(Dataset entries)
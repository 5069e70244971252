//! Repository sidecar configuration
//!
//! Stored as `config/config.json` inside a repository. Unknown keys survive a
//! load/save cycle untouched.

use node_fs::{JsonStore, NormalizedPath};
use serde::{Deserialize, Serialize};

use crate::Result;
use crate::version::INITIAL_VERSION;

/// Sidecar location relative to the repository root.
pub const SIDECAR_PATH: &str = "config/config.json";

/// Contents of a repository sidecar.
#[derive(Debug, Clone, Default, PartialEq, Serialize, Deserialize)]
pub struct RepoConfig {
    #[serde(default, skip_serializing_if = "Option::is_none")]
    pub name: Option<String>,

    /// Last released version
    #[serde(default, skip_serializing_if = "Option::is_none")]
    pub version: Option<String>,

    /// Type name substrings hidden from the tab menu on install
    #[serde(default)]
    pub ophide: Vec<String>,

    /// Remote a packaged repository was released from
    #[serde(default, skip_serializing_if = "Option::is_none")]
    pub repo_url: Option<String>,

    #[serde(flatten)]
    pub extra: serde_json::Map<String, serde_json::Value>,
}

impl RepoConfig {
    /// Load a sidecar; a missing file yields the defaults.
    pub fn load(path: &NormalizedPath) -> Result<Self> {
        Ok(JsonStore::new().load_or_default(path)?)
    }

    pub fn save(&self, path: &NormalizedPath) -> Result<()> {
        JsonStore::new().save(path, self)?;
        tracing::debug!(path = %path, "Saved repository config");
        Ok(())
    }

    /// Release baseline, `0.0.0` when nothing was released yet.
    pub fn baseline(&self) -> &str {
        self.version.as_deref().unwrap_or(INITIAL_VERSION)
    }

    pub fn is_hidden(&self, type_name: &str) -> bool {
        self.ophide.iter().any(|pattern| type_name.contains(pattern.as_str()))
    }
}

#[cfg(test)]
mod tests {
    use super::*;
    use pretty_assertions::assert_eq;
    use tempfile::TempDir;

    #[test]
    fn test_missing_sidecar_defaults() {
        let temp = TempDir::new().unwrap();
        let config = RepoConfig::load(&NormalizedPath::new(temp.path().join(SIDECAR_PATH))).unwrap();
        assert_eq!(config, RepoConfig::default());
        assert_eq!(config.baseline(), "0.0.0");
        assert!(!config.is_hidden("studio::box::1.0"));
    }

    #[test]
    fn test_unknown_keys_survive_save() {
        let temp = TempDir::new().unwrap();
        let path = NormalizedPath::new(temp.path().join(SIDECAR_PATH));
        std::fs::create_dir_all(temp.path().join("config")).unwrap();
        std::fs::write(
            path.to_native(),
            r#"{"version": "2.3.1", "ophide": ["internal"], "owner": "lookdev"}"#,
        )
        .unwrap();

        let mut config = RepoConfig::load(&path).unwrap();
        assert_eq!(config.baseline(), "2.3.1");
        config.version = Some("3.0.0".to_string());
        config.save(&path).unwrap();

        let raw: serde_json::Value =
            serde_json::from_str(&std::fs::read_to_string(path.to_native()).unwrap()).unwrap();
        assert_eq!(raw["version"], "3.0.0");
        assert_eq!(raw["owner"], "lookdev");
        assert_eq!(raw["ophide"][0], "internal");
    }

    #[test]
    fn test_ophide_matches_substrings() {
        let config = RepoConfig {
            ophide: vec!["internal".to_string()],
            ..Default::default()
        };
        assert!(config.is_hidden("studio.internal::box::1.0"));
        assert!(!config.is_hidden("studio::box::1.0"));
    }
}
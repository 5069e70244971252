//! A single loaded version of a node type

use node_fs::NormalizedPath;

use crate::host::{Definition, Host};
use crate::Result;

/// One definition file providing a version of a node type.
#[derive(Debug, Clone, PartialEq, Eq)]
pub struct NodeTypeVersion {
    pub path: NormalizedPath,
    pub definition: Definition,
    pub installed: bool,
    pub hidden: bool,
}

impl NodeTypeVersion {
    pub fn new(definition: Definition, hidden: bool) -> Self {
        Self {
            path: definition.library_path.clone(),
            definition,
            installed: false,
            hidden,
        }
    }

    /// Install the definition's library into the host session.
    pub fn install(&mut self, host: &dyn Host) -> Result<()> {
        host.install(&self.path)?;
        if self.hidden {
            host.set_hidden(&self.definition, true)?;
        }
        self.installed = true;
        tracing::info!(path = %self.path, "Installed definition");
        Ok(())
    }
}
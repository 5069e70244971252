//! Shared git2 helper functions
//!
//! These functions encapsulate the git2 patterns the checkout implementation
//! is built from. None of them retry.

use std::path::Path;

use git2::build::{CheckoutBuilder, RepoBuilder};
use git2::{
    AutotagOption, BranchType, FetchOptions, PushOptions, RemoteCallbacks, Repository, Signature,
};

use crate::{Error, Result};

/// Signature used for commits and tags.
///
/// Uses the identity from git config when present so releases are attributed
/// to the artist running them.
pub fn signature(repo: &Repository) -> Result<Signature<'static>> {
    match repo.signature() {
        Ok(sig) => Ok(sig.to_owned()),
        Err(_) => Ok(Signature::now("Node Manager", "node-manager@localhost")?),
    }
}

/// Whether `url` names a network remote rather than a local path.
///
/// Shallow fetches are only requested for network remotes; libgit2's local
/// transport does not support them.
pub fn is_network_url(url: &str) -> bool {
    let lower = url.to_lowercase();
    (lower.contains("://") && !lower.starts_with("file://")) || lower.starts_with("git@")
}

/// Clone `url` into `dest`.
///
/// `depth` limits history for network remotes; it is ignored for local
/// paths.
pub fn clone_repo(url: &str, dest: &Path, depth: Option<i32>) -> Result<Repository> {
    if let Some(parent) = dest.parent() {
        std::fs::create_dir_all(parent).map_err(|e| Error::CloneFailed {
            url: url.to_string(),
            message: format!("Failed to create directory: {}", e),
        })?;
    }

    let mut fetch_options = FetchOptions::new();
    match depth {
        Some(depth) if is_network_url(url) => {
            fetch_options.depth(depth);
        }
        _ => {}
    }

    let mut builder = RepoBuilder::new();
    builder.fetch_options(fetch_options);

    builder.clone(url, dest).map_err(|e| Error::CloneFailed {
        url: url.to_string(),
        message: e.message().to_string(),
    })
}

/// Push the given refspecs to a remote.
///
/// Rejections reported by the remote for individual references are turned
/// into [`Error::PushFailed`] instead of being dropped.
pub fn push_refspecs(repo: &Repository, remote_name: &str, refspecs: &[&str]) -> Result<()> {
    let mut remote = repo
        .find_remote(remote_name)
        .map_err(|_| Error::RemoteNotFound {
            name: remote_name.to_string(),
        })?;

    let mut callbacks = RemoteCallbacks::new();
    callbacks.push_update_reference(|refname, status| match status {
        Some(message) => Err(git2::Error::from_str(&format!(
            "{} rejected: {}",
            refname, message
        ))),
        None => Ok(()),
    });

    let mut options = PushOptions::new();
    options.remote_callbacks(callbacks);

    remote
        .push(refspecs, Some(&mut options))
        .map_err(|e| Error::PushFailed {
            message: e.message().to_string(),
        })?;

    tracing::debug!(remote = %remote_name, ?refspecs, "Pushed");
    Ok(())
}

/// Fetch every tag from a remote, whatever commit it points at.
///
/// Shallow clones only auto-follow tags on fetched commits, so release tags
/// on older history have to be requested explicitly.
pub fn fetch_tags(repo: &Repository, remote_name: &str) -> Result<()> {
    let mut remote = repo
        .find_remote(remote_name)
        .map_err(|_| Error::RemoteNotFound {
            name: remote_name.to_string(),
        })?;

    let mut options = FetchOptions::new();
    options.download_tags(AutotagOption::All);
    remote
        .fetch(&["+refs/tags/*:refs/tags/*"], Some(&mut options), None)
        .map_err(|e| Error::PullFailed {
            message: format!("Tag fetch failed: {}", e.message()),
        })?;

    tracing::debug!(remote = %remote_name, "Fetched tags");
    Ok(())
}

/// Pull changes from a remote repository using fetch + fast-forward.
///
/// `branch` must be the branch currently checked out.
pub fn pull(repo: &Repository, remote_name: &str, branch_name: &str) -> Result<()> {
    let mut remote = repo
        .find_remote(remote_name)
        .map_err(|_| Error::RemoteNotFound {
            name: remote_name.to_string(),
        })?;

    let mut options = FetchOptions::new();
    options.download_tags(AutotagOption::All);
    remote
        .fetch(&[branch_name], Some(&mut options), None)
        .map_err(|e| Error::PullFailed {
            message: format!("Fetch failed: {}", e.message()),
        })?;

    let fetch_head = repo
        .find_reference("FETCH_HEAD")
        .map_err(|e| Error::PullFailed {
            message: format!("Could not find FETCH_HEAD: {}", e.message()),
        })?;

    let fetch_commit = fetch_head.peel_to_commit().map_err(|e| Error::PullFailed {
        message: format!("Could not resolve FETCH_HEAD: {}", e.message()),
    })?;

    let head_commit = repo.head()?.peel_to_commit()?;

    let (merge_analysis, _) =
        repo.merge_analysis(&[&repo.find_annotated_commit(fetch_commit.id())?])?;

    if merge_analysis.is_up_to_date() {
        return Ok(());
    }

    if merge_analysis.is_fast_forward() {
        let refname = format!("refs/heads/{}", branch_name);
        let mut reference = repo.find_reference(&refname)?;
        reference.set_target(
            fetch_commit.id(),
            &format!("pull: fast-forward to {}", fetch_commit.id()),
        )?;
        repo.checkout_head(Some(CheckoutBuilder::default().force()))?;
        return Ok(());
    }

    Err(Error::CannotFastForward {
        message: format!(
            "Cannot fast-forward {} from {} to {}. Manual merge required.",
            branch_name,
            head_commit.id(),
            fetch_commit.id()
        ),
    })
}

/// Merge `source` into HEAD with a merge commit, even when a fast-forward
/// would be possible.
///
/// Does nothing when `source` is already contained in HEAD.
pub fn merge_no_ff(repo: &Repository, source: &str) -> Result<()> {
    let source_branch =
        repo.find_branch(source, BranchType::Local)
            .map_err(|_| Error::BranchNotFound {
                name: source.to_string(),
            })?;
    let source_commit = source_branch.get().peel_to_commit()?;
    let head_commit = repo.head()?.peel_to_commit()?;

    if head_commit.id() == source_commit.id()
        || repo.graph_descendant_of(head_commit.id(), source_commit.id())?
    {
        tracing::debug!(source = %source, "Already up to date");
        return Ok(());
    }

    let mut index = repo.merge_commits(&head_commit, &source_commit, None)?;
    if index.has_conflicts() {
        return Err(Error::MergeConflict {
            message: format!("Merge of '{}' resulted in conflicts", source),
        });
    }

    let tree_id = index.write_tree_to(repo)?;
    let tree = repo.find_tree(tree_id)?;
    let sig = signature(repo)?;

    let message = format!("Merge branch '{}'", source);
    repo.commit(
        Some("HEAD"),
        &sig,
        &sig,
        &message,
        &tree,
        &[&head_commit, &source_commit],
    )?;

    repo.checkout_head(Some(CheckoutBuilder::default().force()))?;
    Ok(())
}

Problem:
Wherever the string "refspecs" occurs in the entries, copy that whole line.

Response:
/// Push the given refspecs to a remote.
pub fn push_refspecs(repo: &Repository, remote_name: &str, refspecs: &[&str]) -> Result<()> {
        .push(refspecs, Some(&mut options))
    tracing::debug!(remote = %remote_name, ?refspecs, "Pushed");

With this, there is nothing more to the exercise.